[Input records]

//! Conversion of parsed HTTP messages into exchange records

use base64::{Engine, engine::general_purpose::STANDARD};
use h2session::{HttpRequest, HttpResponse, ParsedH2Message};
use http::Version;
use tap_api::{Body, Header, HttpRequestRecord, HttpResponseRecord};

/// Bytes examined when a body has no declared content type
const SNIFF_LEN: usize = 512;

pub(crate) fn version_str(version: Version) -> &'static str {
    match version {
        Version::HTTP_09 => "HTTP/0.9",
        Version::HTTP_10 => "HTTP/1.0",
        Version::HTTP_2 => "HTTP/2.0",
        Version::HTTP_3 => "HTTP/3.0",
        _ => "HTTP/1.1",
    }
}

fn header_list(headers: &http::HeaderMap) -> Vec<Header> {
    headers
        .iter()
        .map(|(name, value)| Header::new(name.as_str(), String::from_utf8_lossy(value.as_bytes())))
        .collect()
}

/// Query parameters in order of appearance, undecoded.
pub(crate) fn query_pairs(query: Option<&str>) -> Vec<Header> {
    query
        .unwrap_or_default()
        .split('&')
        .filter(|p| !p.is_empty())
        .map(|pair| match pair.split_once('=') {
            Some((k, v)) => Header::new(k, v),
            None => Header::new(pair, ""),
        })
        .collect()
}

/// Request record for an HTTP/1.x request. `fallback_authority` is used
/// when the request has neither an absolute URI nor a `Host` header.
pub(crate) fn request_from_h1(
    req: &HttpRequest,
    headers_size: usize,
    fallback_authority: &str,
) -> HttpRequestRecord {
    let path_and_query = req
        .uri
        .path_and_query()
        .map_or_else(|| req.uri.to_string(), |pq| pq.as_str().to_string());
    let url = if req.uri.authority().is_some() {
        req.uri.to_string()
    } else {
        let host = req.header_str("host").unwrap_or(fallback_authority);
        format!("http://{host}{path_and_query}")
    };
    HttpRequestRecord {
        method: req.method.to_string(),
        url,
        path: req.uri.path().to_string(),
        http_version: version_str(req.version).to_string(),
        headers: header_list(&req.headers),
        query_string: query_pairs(req.uri.query()),
        body: text_body(&req.body, req.header_str("content-type"), false),
        headers_size: headers_size as i64,
    }
}

pub(crate) fn response_from_h1(resp: &HttpResponse, headers_size: usize) -> HttpResponseRecord {
    let status_text = resp
        .reason
        .clone()
        .or_else(|| resp.status.canonical_reason().map(str::to_string))
        .unwrap_or_default();
    HttpResponseRecord {
        status: resp.status.as_u16(),
        status_text,
        http_version: version_str(resp.version).to_string(),
        headers: header_list(&resp.headers),
        body: text_body(&resp.body, resp.header_str("content-type"), false),
        headers_size: headers_size as i64,
    }
}

/// Request record for a completed HTTP/2 stream. Pseudo-headers are kept in
/// the header list; the URL is `{scheme}://{authority}{path}`.
pub(crate) fn request_from_h2(msg: &ParsedH2Message) -> HttpRequestRecord {
    let full_path = msg.path.clone().unwrap_or_else(|| "/".to_string());
    let (path, query) = match full_path.split_once('?') {
        Some((p, q)) => (p.to_string(), Some(q)),
        None => (full_path.clone(), None),
    };
    HttpRequestRecord {
        method: msg.method.clone().unwrap_or_default(),
        url: msg.url(),
        path,
        http_version: version_str(Version::HTTP_2).to_string(),
        headers: h2_headers(msg),
        query_string: query_pairs(query),
        body: base64_body(&msg.body, msg.header("content-type"), msg.truncated),
        headers_size: msg.header_size as i64,
    }
}

pub(crate) fn response_from_h2(msg: &ParsedH2Message) -> HttpResponseRecord {
    let status = msg.status.unwrap_or_default();
    let status_text = match msg.grpc_status() {
        Some(code) if msg.is_grpc() => grpc_status_name(code).to_string(),
        _ => msg
            .http_status()
            .and_then(|s| s.canonical_reason())
            .unwrap_or_default()
            .to_string(),
    };
    HttpResponseRecord {
        status,
        status_text,
        http_version: version_str(Version::HTTP_2).to_string(),
        headers: h2_headers(msg),
        body: base64_body(&msg.body, msg.header("content-type"), msg.truncated),
        headers_size: msg.header_size as i64,
    }
}

/// Pseudo-headers, regular headers, then trailers.
fn h2_headers(msg: &ParsedH2Message) -> Vec<Header> {
    msg.headers_with_pseudo()
        .into_iter()
        .chain(msg.trailers.iter().cloned())
        .map(|(n, v)| Header::new(n, v))
        .collect()
}

/// Bodies that are not valid UTF-8 fall back to base64.
pub(crate) fn text_body(bytes: &[u8], content_type: Option<&str>, truncated: bool) -> Body {
    let Ok(text) = std::str::from_utf8(bytes) else {
        return base64_body(bytes, content_type, truncated);
    };
    Body {
        truncated,
        as_bytes: text.to_string(),
        mime_type: mime_type(bytes, content_type),
        size: bytes.len(),
        encoding: None,
    }
}

pub(crate) fn base64_body(bytes: &[u8], content_type: Option<&str>, truncated: bool) -> Body {
    Body {
        truncated,
        as_bytes: STANDARD.encode(bytes),
        mime_type: mime_type(bytes, content_type),
        size: bytes.len(),
        encoding: Some("base64".to_string()),
    }
}

fn mime_type(bytes: &[u8], content_type: Option<&str>) -> String {
    match content_type {
        Some(ct) if !ct.trim().is_empty() => ct.to_string(),
        _ if bytes.is_empty() => String::new(),
        _ => sniff_content_type(bytes).to_string(),
    }
}

/// Guess a content type from the leading bytes of a body.
pub(crate) fn sniff_content_type(data: &[u8]) -> &'static str {
    let data = &data[..data.len().min(SNIFF_LEN)];

    const SIGNATURES: &[(&[u8], &str)] = &[
        (b"%PDF-", "application/pdf"),
        (b"\x89PNG\r\n\x1a\n", "image/png"),
        (b"\xff\xd8\xff", "image/jpeg"),
        (b"GIF87a", "image/gif"),
        (b"GIF89a", "image/gif"),
        (b"PK\x03\x04", "application/zip"),
        (b"\x1f\x8b\x08", "application/x-gzip"),
        (b"\x00asm", "application/wasm"),
        (b"%!PS-Adobe-", "application/postscript"),
        (b"\xef\xbb\xbf", "text/plain; charset=utf-8"),
    ];
    for (magic, mime) in SIGNATURES {
        if data.starts_with(magic) {
            return mime;
        }
    }
    if data.len() >= 12 && &data[..4] == b"RIFF" && &data[8..12] == b"WEBP" {
        return "image/webp";
    }

    let trimmed = trim_leading_ws(data);
    let lower: Vec<u8> = trimmed.iter().take(16).map(u8::to_ascii_lowercase).collect();
    const HTML_TAGS: &[&[u8]] = &[
        b"<!doctype html",
        b"<html",
        b"<head",
        b"<script",
        b"<body",
        b"<title",
        b"<div",
        b"<p",
        b"<h1",
        b"<table",
        b"<!--",
    ];
    if HTML_TAGS.iter().any(|tag| lower.starts_with(tag)) {
        return "text/html; charset=utf-8";
    }
    if lower.starts_with(b"<?xml") {
        return "text/xml; charset=utf-8";
    }

    if data.iter().any(|&b| is_binary_byte(b)) {
        return "application/octet-stream";
    }
    if (trimmed.starts_with(b"{") || trimmed.starts_with(b"["))
        && serde_json::from_slice::<serde_json::Value>(data).is_ok()
    {
        return "application/json";
    }
    "text/plain; charset=utf-8"
}

fn trim_leading_ws(data: &[u8]) -> &[u8] {
    let start = data
        .iter()
        .position(|b| !matches!(b, b'\t' | b'\n' | b'\x0c' | b'\r' | b' '))
        .unwrap_or(data.len());
    &data[start..]
}

fn is_binary_byte(b: u8) -> bool {
    matches!(b, 0x00..=0x08 | 0x0b | 0x0e..=0x1a | 0x1c..=0x1f)
}

/// Canonical name of a gRPC status code.
pub(crate) fn grpc_status_name(code: u32) -> &'static str {
    match code {
        0 => "OK",
        1 => "CANCELLED",
        2 => "UNKNOWN",
        3 => "INVALID_ARGUMENT",
        4 => "DEADLINE_EXCEEDED",
        5 => "NOT_FOUND",
        6 => "ALREADY_EXISTS",
        7 => "PERMISSION_DENIED",
        8 => "RESOURCE_EXHAUSTED",
        9 => "FAILED_PRECONDITION",
        10 => "ABORTED",
        11 => "OUT_OF_RANGE",
        12 => "UNIMPLEMENTED",
        13 => "INTERNAL",
        14 => "UNAVAILABLE",
        15 => "DATA_LOSS",
        16 => "UNAUTHENTICATED",
        _ => "UNKNOWN",
    }
}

[/Input records]

- **Task description**:
Looking at the entries above, copy out every line in which "None" occurs.

- **Worked solution**:
            None => Header::new(pair, ""),
        None => (full_path.clone(), None),
        encoding: None,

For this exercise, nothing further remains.